[Dataset entries]
· · · ·

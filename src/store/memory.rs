//! Thread-safe in-memory [`CredentialStore`] for local development and tests.

// self
use crate::{
	_prelude::*,
	credential::CredentialRecord,
	store::{CredentialStore, StoreFuture},
};

type StoreSlot = Arc<RwLock<Option<CredentialRecord>>>;

/// Keeps the credential record in-process; contents die with the owning client.
#[derive(Clone, Debug, Default)]
pub struct MemoryStore(StoreSlot);
impl MemoryStore {
	/// Seeds the store with an existing record.
	pub fn with_record(record: CredentialRecord) -> Self {
		Self(Arc::new(RwLock::new(Some(record))))
	}

	/// Snapshot of the stored record, if any.
	pub fn record(&self) -> Option<CredentialRecord> {
		self.0.read().clone()
	}
}
impl CredentialStore for MemoryStore {
	fn load(&self) -> StoreFuture<'_, Option<CredentialRecord>> {
		let slot = self.0.clone();

		Box::pin(async move { Ok(slot.read().clone()) })
	}

	fn save<'a>(&'a self, record: &'a CredentialRecord) -> StoreFuture<'a, ()> {
		let slot = self.0.clone();
		let record = record.clone();

		Box::pin(async move {
			*slot.write() = Some(record);

			Ok(())
		})
	}
}

#[cfg(test)]
mod tests {
	// self
	use super::*;
	use crate::credential::Secret;

	#[tokio::test]
	async fn save_and_load_round_trip() {
		let store = MemoryStore::default();

		assert!(store.load().await.expect("Empty store should load successfully.").is_none());

		let record = CredentialRecord::bare_refresh_token("refresh-memory");

		store.save(&record).await.expect("Saving into the memory store should succeed.");

		let fetched = store
			.load()
			.await
			.expect("Loading from the memory store should succeed.")
			.expect("Saved record should be present.");

		assert_eq!(fetched.refresh_token, Some(Secret::new("refresh-memory")));
		assert_eq!(store.record(), Some(record));
	}
}
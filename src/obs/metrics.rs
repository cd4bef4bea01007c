// self
use crate::obs::{LifecycleKind, LifecycleOutcome};

/// Records a lifecycle outcome via the global metrics recorder (when enabled).
pub fn record_lifecycle_outcome(kind: LifecycleKind, outcome: LifecycleOutcome) {
	#[cfg(feature = "metrics")]
	{
		metrics::counter!(
			"oauth_pacer_lifecycle_total",
			"flow" => kind.as_str(),
			"outcome" => outcome.as_str()
		)
		.increment(1);
	}

	#[cfg(not(feature = "metrics"))]
	{
		let _ = (kind, outcome);
	}
}
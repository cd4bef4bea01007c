//! Client-level error types shared across the credential lifecycle, stores, and transports.

// self
use crate::_prelude::*;

/// Crate-wide result type alias returning [`Error`] by default.
pub type Result<T, E = Error> = std::result::Result<T, E>;

type BoxError = Box<dyn std::error::Error + Send + Sync>;

/// Canonical client error exposed by public APIs.
#[derive(Debug, ThisError)]
pub enum Error {
	/// Local configuration problem; fatal at construction and never retried.
	#[error(transparent)]
	Config(#[from] ConfigError),
	/// Provider rejected an authorization or refresh exchange.
	#[error(transparent)]
	Auth(#[from] AuthError),
	/// Storage-backend failure while loading or replacing persisted state.
	#[error("{0}")]
	Storage(#[source] crate::store::StoreError),
	/// Transport failure unrelated to authentication (DNS, TCP, TLS, unexpected responses).
	#[error(transparent)]
	Transport(#[from] TransportError),
}
impl From<crate::store::StoreError> for Error {
	fn from(e: crate::store::StoreError) -> Self {
		match e {
			// Format violations keep their fatal configuration classification; only
			// genuine backend failures surface as storage errors.
			crate::store::StoreError::Malformed { message } =>
				ConfigError::MalformedCredentialRecord { message }.into(),
			other => Self::Storage(other),
		}
	}
}

/// Configuration and validation failures raised during construction.
#[derive(Debug, ThisError)]
pub enum ConfigError {
	/// Key source did not contain exactly two tokens.
	#[error("Key source must contain exactly two tokens, found {found}.")]
	KeyTokenCount {
		/// Number of whitespace-separated tokens actually present.
		found: usize,
	},
	/// A key field was empty.
	#[error("Key field `{field}` cannot be empty.")]
	EmptyKeyField {
		/// Offending field name.
		field: &'static str,
	},
	/// Key source could not be read.
	#[error("Key source could not be read.")]
	KeySourceRead(#[from] std::io::Error),
	/// Persisted credential state violates both accepted layouts.
	#[error("Persisted credential record is malformed: {message}.")]
	MalformedCredentialRecord {
		/// Human-readable description of the violation.
		message: String,
	},
	/// No interactive code provider is configured for a first-time authorization.
	#[error("Credential requires interactive authorization but no code provider is configured.")]
	MissingCodeProvider,
	/// Refresh was requested on a credential with no refresh capability.
	#[error("Credential has no refresh capability; interactive authorization is required.")]
	MissingRefreshCapability,
	/// Session binding was requested on a credential holding no access token.
	#[error("Credential holds no access token to bind.")]
	MissingAccessToken,
	/// Token grant reported a non-positive lifetime.
	#[error("The grant lifetime must be positive.")]
	NonPositiveGrantTtl,
}

/// Authorization and refresh exchange rejections surfaced by the transport.
///
/// None of these are retried automatically: a rejected refresh cannot succeed without
/// new interactive input, so the decision belongs to the caller.
#[derive(Debug, ThisError)]
pub enum AuthError {
	/// Provider rejected the user-supplied verification code.
	#[error("Provider rejected the verification code: {reason}.")]
	CodeRejected {
		/// Provider- or transport-supplied reason string.
		reason: String,
	},
	/// Provider rejected the refresh exchange (expired or revoked grant).
	#[error("Provider rejected the refresh exchange: {reason}.")]
	RefreshRejected {
		/// Provider- or transport-supplied reason string.
		reason: String,
	},
	/// Grant has been revoked and must not be reused.
	#[error("Grant has been revoked.")]
	Revoked,
	/// Interactive authorization was aborted before a code was produced.
	#[error("Interactive authorization was aborted: {reason}.")]
	Aborted {
		/// Reason supplied by the code provider.
		reason: String,
	},
}

/// Transport-level failures (network, IO, unexpected endpoint responses).
#[derive(Debug, ThisError)]
pub enum TransportError {
	/// Underlying HTTP client reported a network failure.
	#[error("Network error occurred while calling the provider.")]
	Network {
		/// Transport-specific network error.
		#[source]
		source: BoxError,
	},
	/// Underlying IO failure surfaced during transport.
	#[error("I/O error occurred while calling the provider.")]
	Io(#[from] std::io::Error),
	/// Provider endpoint returned an unexpected response.
	#[error("Provider returned an unexpected response: {message}.")]
	Endpoint {
		/// Human-readable summary of the response.
		message: String,
		/// HTTP status code, when available.
		status: Option<u16>,
	},
}
impl TransportError {
	/// Wraps a transport-specific network error.
	pub fn network(src: impl 'static + Send + Sync + std::error::Error) -> Self {
		Self::Network { source: Box::new(src) }
	}
}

· · · ·

- EXERCISE DIRECTIONS:
The records shown above must be returned in full, exactly as written.

- EXERCISE RESULT:
filename src/store/memory.rs
//! Thread-safe in-memory [`CredentialStore`] for local development and tests.

// self
use crate::{
	_prelude::*,
	credential::CredentialRecord,
	store::{CredentialStore, StoreFuture},
};

type StoreSlot = Arc<RwLock<Option<CredentialRecord>>>;

/// Keeps the credential record in-process; contents die with the owning client.
#[derive(Clone, Debug, Default)]
pub struct MemoryStore(StoreSlot);
impl MemoryStore {
	/// Seeds the store with an existing record.
	pub fn with_record(record: CredentialRecord) -> Self {
		Self(Arc::new(RwLock::new(Some(record))))
	}

	/// Snapshot of the stored record, if any.
	pub fn record(&self) -> Option<CredentialRecord> {
		self.0.read().clone()
	}
}
impl CredentialStore for MemoryStore {
	fn load(&self) -> StoreFuture<'_, Option<CredentialRecord>> {
		let slot = self.0.clone();

		Box::pin(async move { Ok(slot.read().clone()) })
	}

	fn save<'a>(&'a self, record: &'a CredentialRecord) -> StoreFuture<'a, ()> {
		let slot = self.0.clone();
		let record = record.clone();

		Box::pin(async move {
			*slot.write() = Some(record);

			Ok(())
		})
	}
}

#[cfg(test)]
mod tests {
	// self
	use super::*;
	use crate::credential::Secret;

	#[tokio::test]
	async fn save_and_load_round_trip() {
		let store = MemoryStore::default();

		assert!(store.load().await.expect("Empty store should load successfully.").is_none());

		let record = CredentialRecord::bare_refresh_token("refresh-memory");

		store.save(&record).await.expect("Saving into the memory store should succeed.");

		let fetched = store
			.load()
			.await
			.expect("Loading from the memory store should succeed.")
			.expect("Saved record should be present.");

		assert_eq!(fetched.refresh_token, Some(Secret::new("refresh-memory")));
		assert_eq!(store.record(), Some(record));
	}
}
filename src/obs/metrics.rs
repository cd4bef4bea01007c
// self
use crate::obs::{LifecycleKind, LifecycleOutcome};

/// Records a lifecycle outcome via the global metrics recorder (when enabled).
pub fn record_lifecycle_outcome(kind: LifecycleKind, outcome: LifecycleOutcome) {
	#[cfg(feature = "metrics")]
	{
		metrics::counter!(
			"oauth_pacer_lifecycle_total",
			"flow" => kind.as_str(),
			"outcome" => outcome.as_str()
		)
		.increment(1);
	}

	#[cfg(not(feature = "metrics"))]
	{
		let _ = (kind, outcome);
	}
}
repository cd4bef4bea01007c
//! Client-level error types shared across the credential lifecycle, stores, and transports.

// self
use crate::_prelude::*;

/// Crate-wide result type alias returning [`Error`] by default.
pub type Result<T, E = Error> = std::result::Result<T, E>;

type BoxError = Box<dyn std::error::Error + Send + Sync>;

/// Canonical client error exposed by public APIs.
#[derive(Debug, ThisError)]
pub enum Error {
	/// Local configuration problem; fatal at construction and never retried.
	#[error(transparent)]
	Config(#[from] ConfigError),
	/// Provider rejected an authorization or refresh exchange.
	#[error(transparent)]
	Auth(#[from] AuthError),
	/// Storage-backend failure while loading or replacing persisted state.
	#[error("{0}")]
	Storage(#[source] crate::store::StoreError),
	/// Transport failure unrelated to authentication (DNS, TCP, TLS, unexpected responses).
	#[error(transparent)]
	Transport(#[from] TransportError),
}
impl From<crate::store::StoreError> for Error {
	fn from(e: crate::store::StoreError) -> Self {
		match e {
			// Format violations keep their fatal configuration classification; only
			// genuine backend failures surface as storage errors.
			crate::store::StoreError::Malformed { message } =>
				ConfigError::MalformedCredentialRecord { message }.into(),
			other => Self::Storage(other),
		}
	}
}

/// Configuration and validation failures raised during construction.
#[derive(Debug, ThisError)]
pub enum ConfigError {
	/// Key source did not contain exactly two tokens.
	#[error("Key source must contain exactly two tokens, found {found}.")]
	KeyTokenCount {
		/// Number of whitespace-separated tokens actually present.
		found: usize,
	},
	/// A key field was empty.
	#[error("Key field `{field}` cannot be empty.")]
	EmptyKeyField {
		/// Offending field name.
		field: &'static str,
	},
	/// Key source could not be read.
	#[error("Key source could not be read.")]
	KeySourceRead(#[from] std::io::Error),
	/// Persisted credential state violates both accepted layouts.
	#[error("Persisted credential record is malformed: {message}.")]
	MalformedCredentialRecord {
		/// Human-readable description of the violation.
		message: String,
	},
	/// No interactive code provider is configured for a first-time authorization.
	#[error("Credential requires interactive authorization but no code provider is configured.")]
	MissingCodeProvider,
	/// Refresh was requested on a credential with no refresh capability.
	#[error("Credential has no refresh capability; interactive authorization is required.")]
	MissingRefreshCapability,
	/// Session binding was requested on a credential holding no access token.
	#[error("Credential holds no access token to bind.")]
	MissingAccessToken,
	/// Token grant reported a non-positive lifetime.
	#[error("The grant lifetime must be positive.")]
	NonPositiveGrantTtl,
}

/// Authorization and refresh exchange rejections surfaced by the transport.
///
/// None of these are retried automatically: a rejected refresh cannot succeed without
/// new interactive input, so the decision belongs to the caller.
#[derive(Debug, ThisError)]
pub enum AuthError {
	/// Provider rejected the user-supplied verification code.
	#[error("Provider rejected the verification code: {reason}.")]
	CodeRejected {
		/// Provider- or transport-supplied reason string.
		reason: String,
	},
	/// Provider rejected the refresh exchange (expired or revoked grant).
	#[error("Provider rejected the refresh exchange: {reason}.")]
	RefreshRejected {
		/// Provider- or transport-supplied reason string.
		reason: String,
	},
	/// Grant has been revoked and must not be reused.
	#[error("Grant has been revoked.")]
	Revoked,
	/// Interactive authorization was aborted before a code was produced.
	#[error("Interactive authorization was aborted: {reason}.")]
	Aborted {
		/// Reason supplied by the code provider.
		reason: String,
	},
}

/// Transport-level failures (network, IO, unexpected endpoint responses).
#[derive(Debug, ThisError)]
pub enum TransportError {
	/// Underlying HTTP client reported a network failure.
	#[error("Network error occurred while calling the provider.")]
	Network {
		/// Transport-specific network error.
		#[source]
		source: BoxError,
	},
	/// Underlying IO failure surfaced during transport.
	#[error("I/O error occurred while calling the provider.")]
	Io(#[from] std::io::Error),
	/// Provider endpoint returned an unexpected response.
	#[error("Provider returned an unexpected response: {message}.")]
	Endpoint {
		/// Human-readable summary of the response.
		message: String,
		/// HTTP status code, when available.
		status: Option<u16>,
	},
}
impl TransportError {
	/// Wraps a transport-specific network error.
	pub fn network(src: impl 'static + Send + Sync + std::error::Error) -> Self {
		Self::Network { source: Box::new(src) }
	}
}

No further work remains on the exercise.